# Work required
From start to end of the material below, restate each line exactly.

# Given information
==============================
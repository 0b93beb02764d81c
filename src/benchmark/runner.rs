// Bottlenecks - Free and Open Source Software Statement
//
// This project, bottlenecks, is Free and Open Source Software (FOSS) licensed
// under the MIT License. You are free to use, modify, and distribute this
// software in accordance with the license terms. Contributions are welcome
// via pull requests to the project repository.
//
// File: src/benchmark/runner.rs
// Version: 1.0.0
//
// This file implements the monitored execution of one workload program: spawn
// it with a SIZE argument and a thread count, sample its resource usage every
// 100 ms until it exits, and report the wall-clock duration together with the
// child's accumulated resource usage.
//
// Tree Location:
// - src/benchmark/runner.rs (monitored child process execution)
// - Depends on: tokio, profiler, usage

use crate::benchmark::calibrate::Probe;
use crate::benchmark::error::CalibrationError;
use crate::benchmark::profiler::{ResourceMonitor, SampleSeries};
use crate::benchmark::usage::ChildUsage;
use crate::core::THREADS_ENV;
use crate::utils::format::FormatUtils;
use log::{debug, info};
use std::path::PathBuf;
use std::process::Stdio;
use std::time::{Duration, Instant};
use tokio::process::Command;
use tokio::time::MissedTickBehavior;

const LOG_TARGET: &str = "bottlenecks::runner";

/// Default interval between two resource samples
pub const SAMPLE_INTERVAL: Duration = Duration::from_millis(100);

/// Result of one monitored run
#[derive(Debug, Clone)]
pub struct MonitoredRun {
    pub size: u64,
    pub thread_count: usize,
    pub clock_duration: Duration,
    pub samples: SampleSeries,
    /// Resource usage of the child, `None` where the platform cannot report it
    pub usage: Option<ChildUsage>,
}

/// Runs a workload program as a child process
#[derive(Debug, Clone)]
pub struct ProcessProbe {
    program: PathBuf,
    thread_count: usize,
    sample_interval: Duration,
    working_directory: Option<PathBuf>,
}

impl ProcessProbe {
    pub fn new(program: impl Into<PathBuf>, thread_count: usize) -> Self {
        Self {
            program: program.into(),
            thread_count,
            sample_interval: SAMPLE_INTERVAL,
            working_directory: None,
        }
    }

    pub fn with_sample_interval(mut self, interval: Duration) -> Self {
        self.sample_interval = interval;
        self
    }

    /// Run the program from `dir` instead of the driver's working directory
    pub fn with_working_directory(mut self, dir: impl Into<PathBuf>) -> Self {
        self.working_directory = Some(dir.into());
        self
    }

    /// Run the program once with `size` and wait for it to exit.
    /// A non-zero exit status is an error.
    pub async fn run_monitored(&self, size: u64) -> Result<MonitoredRun, CalibrationError> {
        debug!(target: LOG_TARGET,
            "Running {:?} {} with {} threads",
            self.program, size, self.thread_count
        );

        let mut command = Command::new(&self.program);
        command
            .arg(size.to_string())
            .env(THREADS_ENV, self.thread_count.to_string())
            .stdin(Stdio::null())
            .kill_on_drop(true);
        if let Some(dir) = &self.working_directory {
            command.current_dir(dir);
        }

        let usage_before = ChildUsage::snapshot();
        let time_before = Instant::now();
        let mut child = command.spawn().map_err(|source| CalibrationError::Spawn {
            program: self.program.clone(),
            source,
        })?;
        let mut monitor = child.id().map(ResourceMonitor::new);

        let start = tokio::time::Instant::now();
        let mut ticker = tokio::time::interval_at(start + self.sample_interval, self.sample_interval);
        ticker.set_missed_tick_behavior(MissedTickBehavior::Delay);

        let status = loop {
            tokio::select! {
                status = child.wait() => {
                    break status.map_err(|source| CalibrationError::Wait {
                        program: self.program.clone(),
                        source,
                    })?;
                }
                _ = ticker.tick() => {
                    let elapsed = start.elapsed();
                    if let Some(monitor) = monitor.as_mut() {
                        match monitor.sample(elapsed) {
                            Some(sample) => debug!(target: LOG_TARGET,
                                "{:?} at {:.3}s: CPU {:.0}%, CPU time {:.3}s, memory {}, written {}",
                                self.program,
                                sample.timestamp.as_secs_f64(),
                                sample.cpu_percent,
                                sample.cpu_time.as_secs_f64(),
                                FormatUtils::format_bytes(sample.memory_bytes),
                                FormatUtils::format_bytes(sample.written_bytes)
                            ),
                            None => debug!(target: LOG_TARGET, "{:?} vanished before sampling", self.program),
                        }
                    }
                }
            }
        };
        let clock_duration = time_before.elapsed();
        let usage = usage_before
            .zip(ChildUsage::snapshot())
            .map(|(before, after)| after.since(&before));

        if !status.success() {
            return Err(CalibrationError::ProgramFailed {
                program: self.program.clone(),
                size,
                status,
            });
        }

        let samples = monitor.map(ResourceMonitor::into_series).unwrap_or_default();
        info!(target: LOG_TARGET,
            "Running {:?} {} with {} threads took {}",
            self.program,
            size,
            self.thread_count,
            FormatUtils::format_seconds(clock_duration)
        );
        if !samples.is_empty() {
            let peak_write_rate = samples.write_rates().into_iter().fold(0.0_f64, f64::max);
            debug!(target: LOG_TARGET,
                "{} samples: average CPU {:.0}%, peak memory {}, peak writes {}/s",
                samples.len(),
                samples.average_cpu_percent(),
                FormatUtils::format_bytes(samples.peak_memory_bytes()),
                FormatUtils::format_bytes(peak_write_rate as u64)
            );
        }
        if let Some(usage) = &usage {
            debug!(target: LOG_TARGET,
                "Usage: user {:.3}s, system {:.3}s, page faults {} minor / {} major, blocks {} in / {} out, context switches {} voluntary / {} involuntary",
                usage.user_time.as_secs_f64(),
                usage.system_time.as_secs_f64(),
                usage.minor_page_faults,
                usage.major_page_faults,
                usage.input_blocks,
                usage.output_blocks,
                usage.voluntary_context_switches,
                usage.involuntary_context_switches
            );
        }

        Ok(MonitoredRun {
            size,
            thread_count: self.thread_count,
            clock_duration,
            samples,
            usage,
        })
    }
}

impl Probe for ProcessProbe {
    async fn measure(&mut self, size: u64) -> Result<Duration, CalibrationError> {
        Ok(self.run_monitored(size).await?.clock_duration)
    }
}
==============================
# Result of the exercise
repository 0b93beb02764d81c
filename src/benchmark/runner.rs
// Bottlenecks - Free and Open Source Software Statement
//
// This project, bottlenecks, is Free and Open Source Software (FOSS) licensed
// under the MIT License. You are free to use, modify, and distribute this
// software in accordance with the license terms. Contributions are welcome
// via pull requests to the project repository.
//
// File: src/benchmark/runner.rs
// Version: 1.0.0
//
// This file implements the monitored execution of one workload program: spawn
// it with a SIZE argument and a thread count, sample its resource usage every
// 100 ms until it exits, and report the wall-clock duration together with the
// child's accumulated resource usage.
//
// Tree Location:
// - src/benchmark/runner.rs (monitored child process execution)
// - Depends on: tokio, profiler, usage

use crate::benchmark::calibrate::Probe;
use crate::benchmark::error::CalibrationError;
use crate::benchmark::profiler::{ResourceMonitor, SampleSeries};
use crate::benchmark::usage::ChildUsage;
use crate::core::THREADS_ENV;
use crate::utils::format::FormatUtils;
use log::{debug, info};
use std::path::PathBuf;
use std::process::Stdio;
use std::time::{Duration, Instant};
use tokio::process::Command;
use tokio::time::MissedTickBehavior;

const LOG_TARGET: &str = "bottlenecks::runner";

/// Default interval between two resource samples
pub const SAMPLE_INTERVAL: Duration = Duration::from_millis(100);

/// Result of one monitored run
#[derive(Debug, Clone)]
pub struct MonitoredRun {
    pub size: u64,
    pub thread_count: usize,
    pub clock_duration: Duration,
    pub samples: SampleSeries,
    /// Resource usage of the child, `None` where the platform cannot report it
    pub usage: Option<ChildUsage>,
}

/// Runs a workload program as a child process
#[derive(Debug, Clone)]
pub struct ProcessProbe {
    program: PathBuf,
    thread_count: usize,
    sample_interval: Duration,
    working_directory: Option<PathBuf>,
}

impl ProcessProbe {
    pub fn new(program: impl Into<PathBuf>, thread_count: usize) -> Self {
        Self {
            program: program.into(),
            thread_count,
            sample_interval: SAMPLE_INTERVAL,
            working_directory: None,
        }
    }

    pub fn with_sample_interval(mut self, interval: Duration) -> Self {
        self.sample_interval = interval;
        self
    }

    /// Run the program from `dir` instead of the driver's working directory
    pub fn with_working_directory(mut self, dir: impl Into<PathBuf>) -> Self {
        self.working_directory = Some(dir.into());
        self
    }

    /// Run the program once with `size` and wait for it to exit.
    /// A non-zero exit status is an error.
    pub async fn run_monitored(&self, size: u64) -> Result<MonitoredRun, CalibrationError> {
        debug!(target: LOG_TARGET,
            "Running {:?} {} with {} threads",
            self.program, size, self.thread_count
        );

        let mut command = Command::new(&self.program);
        command
            .arg(size.to_string())
            .env(THREADS_ENV, self.thread_count.to_string())
            .stdin(Stdio::null())
            .kill_on_drop(true);
        if let Some(dir) = &self.working_directory {
            command.current_dir(dir);
        }

        let usage_before = ChildUsage::snapshot();
        let time_before = Instant::now();
        let mut child = command.spawn().map_err(|source| CalibrationError::Spawn {
            program: self.program.clone(),
            source,
        })?;
        let mut monitor = child.id().map(ResourceMonitor::new);

        let start = tokio::time::Instant::now();
        let mut ticker = tokio::time::interval_at(start + self.sample_interval, self.sample_interval);
        ticker.set_missed_tick_behavior(MissedTickBehavior::Delay);

        let status = loop {
            tokio::select! {
                status = child.wait() => {
                    break status.map_err(|source| CalibrationError::Wait {
                        program: self.program.clone(),
                        source,
                    })?;
                }
                _ = ticker.tick() => {
                    let elapsed = start.elapsed();
                    if let Some(monitor) = monitor.as_mut() {
                        match monitor.sample(elapsed) {
                            Some(sample) => debug!(target: LOG_TARGET,
                                "{:?} at {:.3}s: CPU {:.0}%, CPU time {:.3}s, memory {}, written {}",
                                self.program,
                                sample.timestamp.as_secs_f64(),
                                sample.cpu_percent,
                                sample.cpu_time.as_secs_f64(),
                                FormatUtils::format_bytes(sample.memory_bytes),
                                FormatUtils::format_bytes(sample.written_bytes)
                            ),
                            None => debug!(target: LOG_TARGET, "{:?} vanished before sampling", self.program),
                        }
                    }
                }
            }
        };
        let clock_duration = time_before.elapsed();
        let usage = usage_before
            .zip(ChildUsage::snapshot())
            .map(|(before, after)| after.since(&before));

        if !status.success() {
            return Err(CalibrationError::ProgramFailed {
                program: self.program.clone(),
                size,
                status,
            });
        }

        let samples = monitor.map(ResourceMonitor::into_series).unwrap_or_default();
        info!(target: LOG_TARGET,
            "Running {:?} {} with {} threads took {}",
            self.program,
            size,
            self.thread_count,
            FormatUtils::format_seconds(clock_duration)
        );
        if !samples.is_empty() {
            let peak_write_rate = samples.write_rates().into_iter().fold(0.0_f64, f64::max);
            debug!(target: LOG_TARGET,
                "{} samples: average CPU {:.0}%, peak memory {}, peak writes {}/s",
                samples.len(),
                samples.average_cpu_percent(),
                FormatUtils::format_bytes(samples.peak_memory_bytes()),
                FormatUtils::format_bytes(peak_write_rate as u64)
            );
        }
        if let Some(usage) = &usage {
            debug!(target: LOG_TARGET,
                "Usage: user {:.3}s, system {:.3}s, page faults {} minor / {} major, blocks {} in / {} out, context switches {} voluntary / {} involuntary",
                usage.user_time.as_secs_f64(),
                usage.system_time.as_secs_f64(),
                usage.minor_page_faults,
                usage.major_page_faults,
                usage.input_blocks,
                usage.output_blocks,
                usage.voluntary_context_switches,
                usage.involuntary_context_switches
            );
        }

        Ok(MonitoredRun {
            size,
            thread_count: self.thread_count,
            clock_duration,
            samples,
            usage,
        })
    }
}

impl Probe for ProcessProbe {
    async fn measure(&mut self, size: u64) -> Result<Duration, CalibrationError> {
        Ok(self.run_monitored(size).await?.clock_duration)
    }
}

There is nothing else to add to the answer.